_Aim of the exercise_:
In the data that follows, each entry is to be restated exactly.

_Source material_:
--*--
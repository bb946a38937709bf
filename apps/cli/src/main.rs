#![deny(warnings)]

//! Headless driver: runs a company session for a number of simulated seconds
//! and prints a KPI summary.

use anyhow::{Context, Result};
use rust_decimal::Decimal;
use sim_core::{Catalog, Category, SimConfig, UpgradeKind};
use sim_econ::{format_currency, format_number};
use sim_runtime::{ModelStatus, Simulation, TransactionError};
use std::path::{Path, PathBuf};
use std::sync::Arc;
use tracing::{debug, info, warn, Level};
use tracing_subscriber::EnvFilter;

#[derive(Debug, Default)]
struct Args {
    seconds: Option<f64>,
    fps: Option<f64>,
    config: Option<PathBuf>,
    load: Option<PathBuf>,
    save: Option<PathBuf>,
    autoplay: bool,
}

fn parse_args() -> Args {
    let mut args = Args::default();
    let mut it = std::env::args().skip(1);
    while let Some(arg) = it.next() {
        match arg.as_str() {
            "--seconds" => args.seconds = it.next().and_then(|s| s.parse().ok()),
            "--fps" => args.fps = it.next().and_then(|s| s.parse().ok()),
            "--config" => args.config = it.next().map(PathBuf::from),
            "--load" => args.load = it.next().map(PathBuf::from),
            "--save" => args.save = it.next().map(PathBuf::from),
            "--autoplay" => args.autoplay = true,
            _ => {}
        }
    }
    args
}

fn load_config(path: Option<&Path>) -> Result<SimConfig> {
    let Some(path) = path else {
        return Ok(SimConfig::default());
    };
    let text = std::fs::read_to_string(path)
        .with_context(|| format!("reading config {}", path.display()))?;
    let cfg: SimConfig = serde_yaml::from_str(&text)
        .with_context(|| format!("parsing config {}", path.display()))?;
    Ok(cfg)
}

fn open_session(catalog: Arc<Catalog>, cfg: SimConfig, load: Option<&Path>) -> Result<Simulation> {
    let state = match load {
        Some(path) if path.exists() => {
            let text = std::fs::read_to_string(path)
                .with_context(|| format!("reading save {}", path.display()))?;
            info!(path = %path.display(), "resuming saved company");
            sim_core::sanitize_json(&text)
        }
        Some(path) => {
            warn!(path = %path.display(), "save not found, founding a new company");
            Default::default()
        }
        None => Default::default(),
    };
    Ok(Simulation::with_state(catalog, cfg, state)?)
}

/// Log a refused autoplay action; true when it went through.
fn attempted(action: &str, id: &str, result: Result<(), TransactionError>) -> bool {
    match result {
        Ok(()) => true,
        Err(e) => {
            debug!(action, id, reason = %e, "autoplay action refused");
            false
        }
    }
}

/// Greedy policy: keep one project training, buy cheap upgrades, and raise
/// the next round when the next model is out of reach.
fn autoplay(sim: &mut Simulation) {
    if sim.state().is_idle() {
        let mut blocked_on_cash = false;
        for category in Category::ALL {
            let index = sim.state().frontier(category);
            let result = sim.start_research(category, index);
            if result == Err(TransactionError::InsufficientCash) {
                blocked_on_cash = true;
            }
            if attempted("research", category.as_str(), result) {
                blocked_on_cash = false;
                break;
            }
        }
        if blocked_on_cash {
            let next = sim
                .funding_statuses()
                .into_iter()
                .find(|f| !f.claimed)
                .map(|f| f.round.id.clone());
            if let Some(id) = next {
                attempted("funding", &id, sim.unlock_funding(&id));
            }
        }
    }

    let session: &Simulation = sim;
    let half_cash = session.state().cash / Decimal::TWO;
    let affordable: Vec<String> = UpgradeKind::ALL
        .into_iter()
        .flat_map(move |kind| session.upgrade_statuses(kind))
        .filter(|s| !s.purchased && s.upgrade.cost <= half_cash)
        .map(|s| s.upgrade.id.clone())
        .collect();
    for id in affordable {
        attempted("upgrade", &id, sim.purchase_upgrade(&id));
    }
}

fn main() -> Result<()> {
    // Logging setup
    let filter = EnvFilter::try_from_default_env().unwrap_or_else(|_| EnvFilter::new("info"));
    tracing_subscriber::fmt()
        .with_env_filter(filter)
        .with_max_level(Level::INFO)
        .init();

    let args = parse_args();
    info!(?args, "starting CLI");

    let catalog = Arc::new(Catalog::builtin()?);
    let cfg = load_config(args.config.as_deref())?;
    let mut sim = open_session(catalog, cfg, args.load.as_deref())?;

    let seconds = args.seconds.unwrap_or(120.0).max(0.0);
    let fps = args.fps.filter(|f| *f > 0.0).unwrap_or(10.0);
    let frames = (seconds * fps).round() as u64;
    for _ in 0..frames {
        if args.autoplay {
            autoplay(&mut sim);
        }
        let outcome = sim.advance(1.0 / fps);
        if let Some(model) = outcome.completed {
            info!(%model, time = sim.state().time, "model deployed");
        }
    }

    if let Some(path) = args.save.as_deref() {
        let json = serde_json::to_string_pretty(&sim.snapshot())?;
        std::fs::write(path, json).with_context(|| format!("writing save {}", path.display()))?;
        info!(path = %path.display(), "company saved");
    }

    let s = sim.state();
    let deployed: usize = Category::ALL
        .into_iter()
        .map(|c| {
            sim.research_tree(c)
                .iter()
                .filter(|m| m.status == ModelStatus::Deployed)
                .count()
        })
        .sum();
    println!(
        "Company OK | t: {:.1}s | cash: {} | raised: {} | net/s: {} | compute: {} | AI power: {} | models: {}",
        s.time,
        format_currency(s.cash),
        format_currency(s.funding),
        format_currency(s.net_per_second()),
        format_number(s.compute_capacity),
        format_number(s.ai_power),
        deployed
    );
    match sim.active_model() {
        Some(active) => println!(
            "Training {} ({:.0}%)",
            active.model.name, active.progress_percent
        ),
        None => println!("Lab idle"),
    }
    for line in s.news.entries().rev().take(5) {
        println!("  {line}");
    }

    Ok(())
}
--*--
_The completed task_:
repository bb946a38937709bf
filename apps/cli/src/main.rs
#![deny(warnings)]

//! Headless driver: runs a company session for a number of simulated seconds
//! and prints a KPI summary.

use anyhow::{Context, Result};
use rust_decimal::Decimal;
use sim_core::{Catalog, Category, SimConfig, UpgradeKind};
use sim_econ::{format_currency, format_number};
use sim_runtime::{ModelStatus, Simulation, TransactionError};
use std::path::{Path, PathBuf};
use std::sync::Arc;
use tracing::{debug, info, warn, Level};
use tracing_subscriber::EnvFilter;

#[derive(Debug, Default)]
struct Args {
    seconds: Option<f64>,
    fps: Option<f64>,
    config: Option<PathBuf>,
    load: Option<PathBuf>,
    save: Option<PathBuf>,
    autoplay: bool,
}

fn parse_args() -> Args {
    let mut args = Args::default();
    let mut it = std::env::args().skip(1);
    while let Some(arg) = it.next() {
        match arg.as_str() {
            "--seconds" => args.seconds = it.next().and_then(|s| s.parse().ok()),
            "--fps" => args.fps = it.next().and_then(|s| s.parse().ok()),
            "--config" => args.config = it.next().map(PathBuf::from),
            "--load" => args.load = it.next().map(PathBuf::from),
            "--save" => args.save = it.next().map(PathBuf::from),
            "--autoplay" => args.autoplay = true,
            _ => {}
        }
    }
    args
}

fn load_config(path: Option<&Path>) -> Result<SimConfig> {
    let Some(path) = path else {
        return Ok(SimConfig::default());
    };
    let text = std::fs::read_to_string(path)
        .with_context(|| format!("reading config {}", path.display()))?;
    let cfg: SimConfig = serde_yaml::from_str(&text)
        .with_context(|| format!("parsing config {}", path.display()))?;
    Ok(cfg)
}

fn open_session(catalog: Arc<Catalog>, cfg: SimConfig, load: Option<&Path>) -> Result<Simulation> {
    let state = match load {
        Some(path) if path.exists() => {
            let text = std::fs::read_to_string(path)
                .with_context(|| format!("reading save {}", path.display()))?;
            info!(path = %path.display(), "resuming saved company");
            sim_core::sanitize_json(&text)
        }
        Some(path) => {
            warn!(path = %path.display(), "save not found, founding a new company");
            Default::default()
        }
        None => Default::default(),
    };
    Ok(Simulation::with_state(catalog, cfg, state)?)
}

/// Log a refused autoplay action; true when it went through.
fn attempted(action: &str, id: &str, result: Result<(), TransactionError>) -> bool {
    match result {
        Ok(()) => true,
        Err(e) => {
            debug!(action, id, reason = %e, "autoplay action refused");
            false
        }
    }
}

/// Greedy policy: keep one project training, buy cheap upgrades, and raise
/// the next round when the next model is out of reach.
fn autoplay(sim: &mut Simulation) {
    if sim.state().is_idle() {
        let mut blocked_on_cash = false;
        for category in Category::ALL {
            let index = sim.state().frontier(category);
            let result = sim.start_research(category, index);
            if result == Err(TransactionError::InsufficientCash) {
                blocked_on_cash = true;
            }
            if attempted("research", category.as_str(), result) {
                blocked_on_cash = false;
                break;
            }
        }
        if blocked_on_cash {
            let next = sim
                .funding_statuses()
                .into_iter()
                .find(|f| !f.claimed)
                .map(|f| f.round.id.clone());
            if let Some(id) = next {
                attempted("funding", &id, sim.unlock_funding(&id));
            }
        }
    }

    let session: &Simulation = sim;
    let half_cash = session.state().cash / Decimal::TWO;
    let affordable: Vec<String> = UpgradeKind::ALL
        .into_iter()
        .flat_map(move |kind| session.upgrade_statuses(kind))
        .filter(|s| !s.purchased && s.upgrade.cost <= half_cash)
        .map(|s| s.upgrade.id.clone())
        .collect();
    for id in affordable {
        attempted("upgrade", &id, sim.purchase_upgrade(&id));
    }
}

fn main() -> Result<()> {
    // Logging setup
    let filter = EnvFilter::try_from_default_env().unwrap_or_else(|_| EnvFilter::new("info"));
    tracing_subscriber::fmt()
        .with_env_filter(filter)
        .with_max_level(Level::INFO)
        .init();

    let args = parse_args();
    info!(?args, "starting CLI");

    let catalog = Arc::new(Catalog::builtin()?);
    let cfg = load_config(args.config.as_deref())?;
    let mut sim = open_session(catalog, cfg, args.load.as_deref())?;

    let seconds = args.seconds.unwrap_or(120.0).max(0.0);
    let fps = args.fps.filter(|f| *f > 0.0).unwrap_or(10.0);
    let frames = (seconds * fps).round() as u64;
    for _ in 0..frames {
        if args.autoplay {
            autoplay(&mut sim);
        }
        let outcome = sim.advance(1.0 / fps);
        if let Some(model) = outcome.completed {
            info!(%model, time = sim.state().time, "model deployed");
        }
    }

    if let Some(path) = args.save.as_deref() {
        let json = serde_json::to_string_pretty(&sim.snapshot())?;
        std::fs::write(path, json).with_context(|| format!("writing save {}", path.display()))?;
        info!(path = %path.display(), "company saved");
    }

    let s = sim.state();
    let deployed: usize = Category::ALL
        .into_iter()
        .map(|c| {
            sim.research_tree(c)
                .iter()
                .filter(|m| m.status == ModelStatus::Deployed)
                .count()
        })
        .sum();
    println!(
        "Company OK | t: {:.1}s | cash: {} | raised: {} | net/s: {} | compute: {} | AI power: {} | models: {}",
        s.time,
        format_currency(s.cash),
        format_currency(s.funding),
        format_currency(s.net_per_second()),
        format_number(s.compute_capacity),
        format_number(s.ai_power),
        deployed
    );
    match sim.active_model() {
        Some(active) => println!(
            "Training {} ({:.0}%)",
            active.model.name, active.progress_percent
        ),
        None => println!("Lab idle"),
    }
    for line in s.news.entries().rev().take(5) {
        println!("  {line}");
    }

    Ok(())
}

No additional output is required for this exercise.